Something For Mother’s Day:
I stand in the middle of the shower and squeeze. The water washes over my body in a warm rush, but I still shiver. The stream falls across my face as I stand patiently under the spray. I concentrate with a furrowed brow, so the water funnels between my eyes, running down my nose and off of my face, splashing on the tiles below.
The first time, after my first baby, my breasts swelled with milk. They grew to almost unrecognizable fullness, became hard as rocks. I fed my children from my body in an almost constant stream. I was so useful, then. At that time, it never even dawned on me that it was possible for me to dry up.
When my son at eleven months, and then my daughter at five months, each refused to suckle, it floored me. They each looked up at me with the same pleading stare, like I what I was offering couldn’t possibly be it. They were hungry, wanted food, particularly my daughter, who cried when I was the only option, until I gave in.
I had been taught that this was what I had been made to do. I don’t remember where I learned this, why I felt so much failure when it ended, when they wanted something else. Sitting in my rocking chair, holding my children to my chest, even when it stung like a thousand angry red ants, felt like the best demonstration of my motherhood I could perform. It felt right.
When it was clear after about a month that they weren’t returning to it, my supply began to diminish. I panicked. I refused to accept I didn’t need the milk anymore. Might never need it. At first, I used the breast pump to fill bottle after bottle of yellowish milk, freezing them in the deep freezer, just in case. At my most frantic times, I would find myself kneeling on the red tile floor next to the freezer, checking expiration dates and rearranging the special breast milk storage baggies that I had filled when the bottles ran out. They all sat as unused as my breasts, as I knew they would. I had to keep throwing them away, never touched. Eventually, I stopped saving it, making room in the freezer for chicken nuggets and blueberry waffles.
But for whatever reason, I couldn’t let the mother in me dry up. I have been performing this shower ritual every day for more than a year. I expect to be doing it for many more. I am ashamed, yes, and it reminds me a little too much of the strange addiction TV show, with the woman who eat dryer sheets.
Standing in the shower, I twist and squeeze my flesh in desperation, starting at the base of my right breast and tightening towards the nipple, pinching myself at the end. There is barely anything there, but I know if I keep at it, it will come. Finally, after what seems like hours, a little yellowish drop appears on the tip of my nipple, and I relax. I will never again be able to paint the tile with the paper-thin rays that I could squeeze out those first few months, but I can conjure up that tiny drop, and a few after it, which is enough to prove to myself that I am not yet obsolete.

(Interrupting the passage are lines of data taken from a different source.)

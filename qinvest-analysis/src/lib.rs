//! Analysis ingestion utilities.
//!
//! qinvest consumes analyses produced by an upstream quality run. Strict schema validation is the
//! job of `qinvest validate`; the loader is tolerant so a plan can still be computed when an
//! analysis carries extra fields or omits optional ones.

mod load;

pub use load::{load_analysis, parse_analysis, sha256_hex, AnalysisLoadError, LoadedAnalysis};
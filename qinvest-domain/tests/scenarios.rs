//! Behavioural scenarios for the investment planner.
//!
//! Three violations are shared by most scenarios:
//! - `org.A`          cost 10, profit 100
//! - `org.project.B`  cost 40, profit 80.2
//! - `C`              cost 30, profit 120.1
//!
//! Full remediation costs 80 minutes and returns 300 minutes.

use pretty_assertions::assert_eq;
use qinvest_domain::{InvestmentPlanner, PlanError, ProfitCalculator};
use qinvest_types::analysis::QualityAnalysis;
use qinvest_types::artefact::Artefact;
use qinvest_types::plan::{PlanRequest, QualityInvestmentPlan};
use qinvest_types::violation::{
    CriteriaOperator, QualityCriteria, QualityRequirement, QualityViolation,
};
use std::collections::HashMap;

fn violation(name: &str, metric: &str, cost: u64) -> QualityViolation {
    QualityViolation {
        artefact: Artefact::new(name, ""),
        requirement: QualityRequirement {
            id: None,
            name: None,
            criteria: QualityCriteria {
                metric_identifier: metric.to_string(),
                operator: CriteriaOperator::Less,
                threshold: 5.0,
            },
        },
        remediation_cost_minutes: cost,
        non_remediation_cost_minutes: 0,
        weighting_metric_value: 0.0,
        weighting_metric: "ncloc".to_string(),
        estimated_profit_minutes: None,
    }
}

/// Profit looked up by artefact name; unknown artefacts are worth nothing.
struct ProfitTable(HashMap<String, f64>);

impl ProfitTable {
    fn new(entries: &[(&str, f64)]) -> Self {
        Self(
            entries
                .iter()
                .map(|(k, v)| (k.to_string(), *v))
                .collect(),
        )
    }
}

impl ProfitCalculator for ProfitTable {
    fn calculate_profit(&self, violation: &QualityViolation) -> anyhow::Result<f64> {
        Ok(self
            .0
            .get(violation.artefact.long_name())
            .copied()
            .unwrap_or(0.0))
    }
}

fn standard_analysis() -> QualityAnalysis {
    QualityAnalysis::success(
        Some("MyProject".to_string()),
        vec![
            violation("org.A", "cc", 10),
            violation("org.project.B", "rfc", 40),
            violation("C", "cov", 30),
        ],
    )
}

fn standard_planner() -> InvestmentPlanner {
    InvestmentPlanner::new(ProfitTable::new(&[
        ("org.A", 100.0),
        ("org.project.B", 80.2),
        ("C", 120.1),
    ]))
}

fn plan(base: &str, budget: i64) -> QualityInvestmentPlan {
    standard_planner()
        .compute(&standard_analysis(), &PlanRequest::new(base, budget))
        .expect("compute plan")
}

fn names(plan: &QualityInvestmentPlan) -> Vec<&str> {
    plan.entries()
        .iter()
        .map(|e| e.artefact_long_name())
        .collect()
}

#[test]
fn zero_profit_without_violations() {
    let empty = QualityAnalysis::success(None, vec![]);
    let plan = standard_planner()
        .compute(&empty, &PlanRequest::new("", 100))
        .expect("compute plan");
    assert_eq!(plan.total_profit_minutes(), 0);
    assert_eq!(plan, QualityInvestmentPlan::empty());
}

#[test]
fn exact_budget_accepts_everything_in_profit_order() {
    let plan = plan("", 80);
    assert_eq!(names(&plan), vec!["C", "org.A", "org.project.B"]);
    assert_eq!(plan.total_investment_minutes(), 80);
    assert_eq!(plan.total_profit_minutes(), 300);
    assert_eq!(plan.roi(), 375);
}

#[test]
fn surplus_budget_is_left_unspent() {
    let plan = plan("", 100);
    assert_eq!(plan.total_investment_minutes(), 80);
    assert_eq!(plan.total_profit_minutes(), 300);
}

#[test]
fn short_budget_ends_with_one_partial_entry() {
    let plan = plan("", 35);
    assert_eq!(names(&plan), vec!["C", "org.A"]);
    assert_eq!(plan.total_investment_minutes(), 35);
    assert_eq!(plan.total_profit_minutes(), 170);

    let entries = plan.entries();
    assert!(!entries[0].is_partial());
    assert!(entries[1].is_partial());
    assert_eq!(entries[1].remediation_cost_minutes(), 5);
    assert_eq!(entries[1].profit_minutes(), 50.0);
}

#[test]
fn non_positive_profits_give_empty_plan() {
    let planner = InvestmentPlanner::new(|_: &QualityViolation| -> anyhow::Result<f64> {
        Ok(-0.1)
    });
    for budget in [0, 50, 1_000] {
        let plan = planner
            .compute(&standard_analysis(), &PlanRequest::new("", budget))
            .expect("compute plan");
        assert!(plan.entries().is_empty());
        assert_eq!(plan.total_profit_minutes(), 0);
        assert_eq!(plan.roi(), 0);
    }
}

#[test]
fn equal_profit_prefers_better_roi() {
    let analysis = QualityAnalysis::success(
        None,
        vec![violation("org.A", "cc", 50), violation("B", "rfc", 40)],
    );
    let planner = InvestmentPlanner::new(ProfitTable::new(&[("org.A", 100.0), ("B", 100.0)]));

    let plan = planner
        .compute(&analysis, &PlanRequest::new("", 50))
        .expect("compute plan");

    let entries = plan.entries();
    assert_eq!(entries[0].artefact_long_name(), "B");
    assert!(!entries[0].is_partial());
    assert_eq!(entries[0].remediation_cost_minutes(), 40);

    // The remaining 10 minutes go to the next-ranked violation.
    assert_eq!(entries.len(), 2);
    assert_eq!(entries[1].artefact_long_name(), "org.A");
    assert!(entries[1].is_partial());
    assert_eq!(entries[1].remediation_cost_minutes(), 10);
    assert_eq!(plan.total_investment_minutes(), 50);
    assert_eq!(plan.total_profit_minutes(), 120);
}

#[test]
fn more_profit_wins_over_cheaper_cost() {
    let analysis = QualityAnalysis::success(
        None,
        vec![
            violation("org.A", "cc", 50),
            violation("org.project.B", "rfc", 50),
            violation("C", "cov", 10),
        ],
    );
    let planner = InvestmentPlanner::new(ProfitTable::new(&[
        ("org.A", 20.0),
        ("org.project.B", 30.0),
        ("C", 120.0),
    ]));

    let plan = planner
        .compute(&analysis, &PlanRequest::new("", 50))
        .expect("compute plan");
    assert_eq!(names(&plan), vec!["C", "org.project.B"]);
    assert!(plan.entries()[1].is_partial());
}

#[test]
fn base_package_restricts_to_subtree() {
    let plan = plan("org.project", 80);
    assert_eq!(names(&plan), vec!["org.project.B"]);
}

#[test]
fn base_package_does_not_match_string_prefix_siblings() {
    let analysis = QualityAnalysis::success(
        None,
        vec![
            violation("org.project.B", "cc", 10),
            violation("org.projectX.C", "cc", 10),
        ],
    );
    let planner =
        InvestmentPlanner::new(ProfitTable::new(&[("org.project.B", 5.0), ("org.projectX.C", 50.0)]));
    let plan = planner
        .compute(&analysis, &PlanRequest::new("org.project", 100))
        .expect("compute plan");
    assert_eq!(names(&plan), vec!["org.project.B"]);
}

#[test]
fn plan_for_one_artefact() {
    let analysis = QualityAnalysis::success(
        None,
        vec![
            violation("org.project.A", "cc", 50),
            violation("org.project.AB", "rfc", 50),
            violation("org.project.ABC", "cov", 10),
        ],
    );
    let planner = InvestmentPlanner::new(ProfitTable::new(&[
        ("org.project.A", 100.0),
        ("org.project.AB", 100.0),
        ("org.project.ABC", 100.0),
    ]));

    let plan = planner
        .compute(&analysis, &PlanRequest::new("org.project.A", 50))
        .expect("compute plan");
    assert_eq!(names(&plan), vec!["org.project.A"]);
}

#[test]
fn plan_for_one_sub_package() {
    let analysis = QualityAnalysis::success(
        None,
        vec![
            violation("org.project.a.test.A", "cc", 50),
            violation("org.project.b.B", "rfc", 50),
            violation("org.project.C", "cov", 10),
        ],
    );
    let planner = InvestmentPlanner::new(ProfitTable::new(&[
        ("org.project.a.test.A", 100.0),
        ("org.project.b.B", 100.0),
        ("org.project.C", 100.0),
    ]));

    let plan = planner
        .compute(&analysis, &PlanRequest::new("org.project.a", 50))
        .expect("compute plan");
    assert_eq!(names(&plan), vec!["org.project.a.test.A"]);
}

#[test]
fn zero_budget_gives_empty_plan() {
    let plan = plan("", 0);
    assert_eq!(plan, QualityInvestmentPlan::empty());
}

#[test]
fn negative_budget_is_invalid_argument() {
    let err = standard_planner()
        .compute(&standard_analysis(), &PlanRequest::new("", -5))
        .expect_err("negative budget");
    assert!(matches!(err, PlanError::InvalidArgument { .. }));
}

#[test]
fn collaborator_failure_aborts_whole_plan() {
    let planner = InvestmentPlanner::new(|v: &QualityViolation| -> anyhow::Result<f64> {
        match v.artefact.long_name() {
            "org.project.B" => anyhow::bail!("estimator timed out"),
            _ => Ok(10.0),
        }
    });
    let err = planner
        .compute(&standard_analysis(), &PlanRequest::new("", 80))
        .expect_err("collaborator failure");
    match err {
        PlanError::ComputationFailed { artefact, source } => {
            assert_eq!(artefact, "org.project.B");
            assert!(source.to_string().contains("timed out"));
        }
        other => panic!("unexpected error: {other}"),
    }
}

#[test]
fn total_profit_out_of_range_aborts_plan() {
    let planner = InvestmentPlanner::new(ProfitTable::new(&[
        ("org.A", 1e19),
        ("org.project.B", 1e19),
        ("C", 1e19),
    ]));
    let err = planner
        .compute(&standard_analysis(), &PlanRequest::new("", 80))
        .expect_err("profit overflow");

    assert_eq!(err.exit_code(), 1);
    match err {
        // Equal profit, so org.A (best ROI) comes first and C tips the sum over.
        PlanError::ComputationFailed { artefact, .. } => assert_eq!(artefact, "C"),
        other => panic!("unexpected error: {other}"),
    }
}

#[test]
fn planner_is_shareable_across_threads() {
    let planner = std::sync::Arc::new(standard_planner());
    let handles: Vec<_> = [35_i64, 80, 100]
        .into_iter()
        .map(|budget| {
            let planner = std::sync::Arc::clone(&planner);
            std::thread::spawn(move || {
                planner
                    .compute(&standard_analysis(), &PlanRequest::new("", budget))
                    .expect("compute plan")
                    .total_investment_minutes()
            })
        })
        .collect();

    let totals: Vec<u64> = handles
        .into_iter()
        .map(|h| h.join().expect("join"))
        .collect();
    assert_eq!(totals, vec![35, 80, 80]);
}
use qinvest_types::artefact::Artefact;

/// Returns true if `artefact` lies in the subtree named by `base_package`.
///
/// Matches the name itself or anything below it at a dot boundary, so `org.project` matches
/// `org.project` and `org.project.B` but never `org.projectX`.
pub fn include(base_package: &str, artefact: &Artefact) -> bool {
    if base_package.is_empty() {
        return true;
    }
    let name = artefact.long_name();
    match name.strip_prefix(base_package) {
        Some(rest) => rest.is_empty() || rest.starts_with('.'),
        None => false,
    }
}

/// A reusable subtree filter.
#[derive(Debug, Clone, Default, PartialEq, Eq)]
pub struct ArtefactFilter {
    base_package: String,
}

impl ArtefactFilter {
    pub fn new(base_package: impl Into<String>) -> Self {
        Self {
            base_package: base_package.into(),
        }
    }

    /// `None` means no filter.
    pub fn from_option(base_package: Option<&str>) -> Self {
        Self::new(base_package.unwrap_or_default())
    }

    pub fn base_package(&self) -> &str {
        &self.base_package
    }

    pub fn is_unfiltered(&self) -> bool {
        self.base_package.is_empty()
    }

    pub fn includes(&self, artefact: &Artefact) -> bool {
        include(&self.base_package, artefact)
    }
}
//! Domain logic: turn one analysis + one budget into a ranked quality investment plan.
//!
//! This crate owns *which* violations are worth fixing first. It does not own how a violation is
//! valued (that's the [`ProfitCalculator`] collaborator) and performs no I/O.

mod aggregator;
mod allocator;
mod error;
mod filter;
mod planner;
mod ports;
mod ranker;

pub use aggregator::aggregate;
pub use allocator::allocate;
pub use error::{PlanError, PlanResult};
pub use filter::{include, ArtefactFilter};
pub use planner::InvestmentPlanner;
pub use ports::{ProfitCalculator, RecordedProfit};
pub use ranker::{compare_candidates, rank, RankedCandidate};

I step out of the shower and into my fluffy white robe. I slip my slippers on my feet and pad my way into my bedroom. It is late, and there is no one to impress, so I slip on a pair of plaid pajama pants and a blue striped fleece sweatshirt. I pile my wet hair onto the top of my head and secure it with a clip. Putting some cream on my face, I catch a view of myself in the full-length mirror. Barely over five feet tall, I have always been rounder than my peers, and soft. I have a mane of dark brown hair that is getting a bit grey at the temple. My face sags, just a little bit, and my chin has lost its shape, giving way to a bouncy slope of skin. My stomach is round and soft, like pizza dough, and stretches the fabric under my sweatshirt. I still look pregnant. I know I am fatter than I should be, never fully losing the baby weight. It’s the only thing with that name I have left.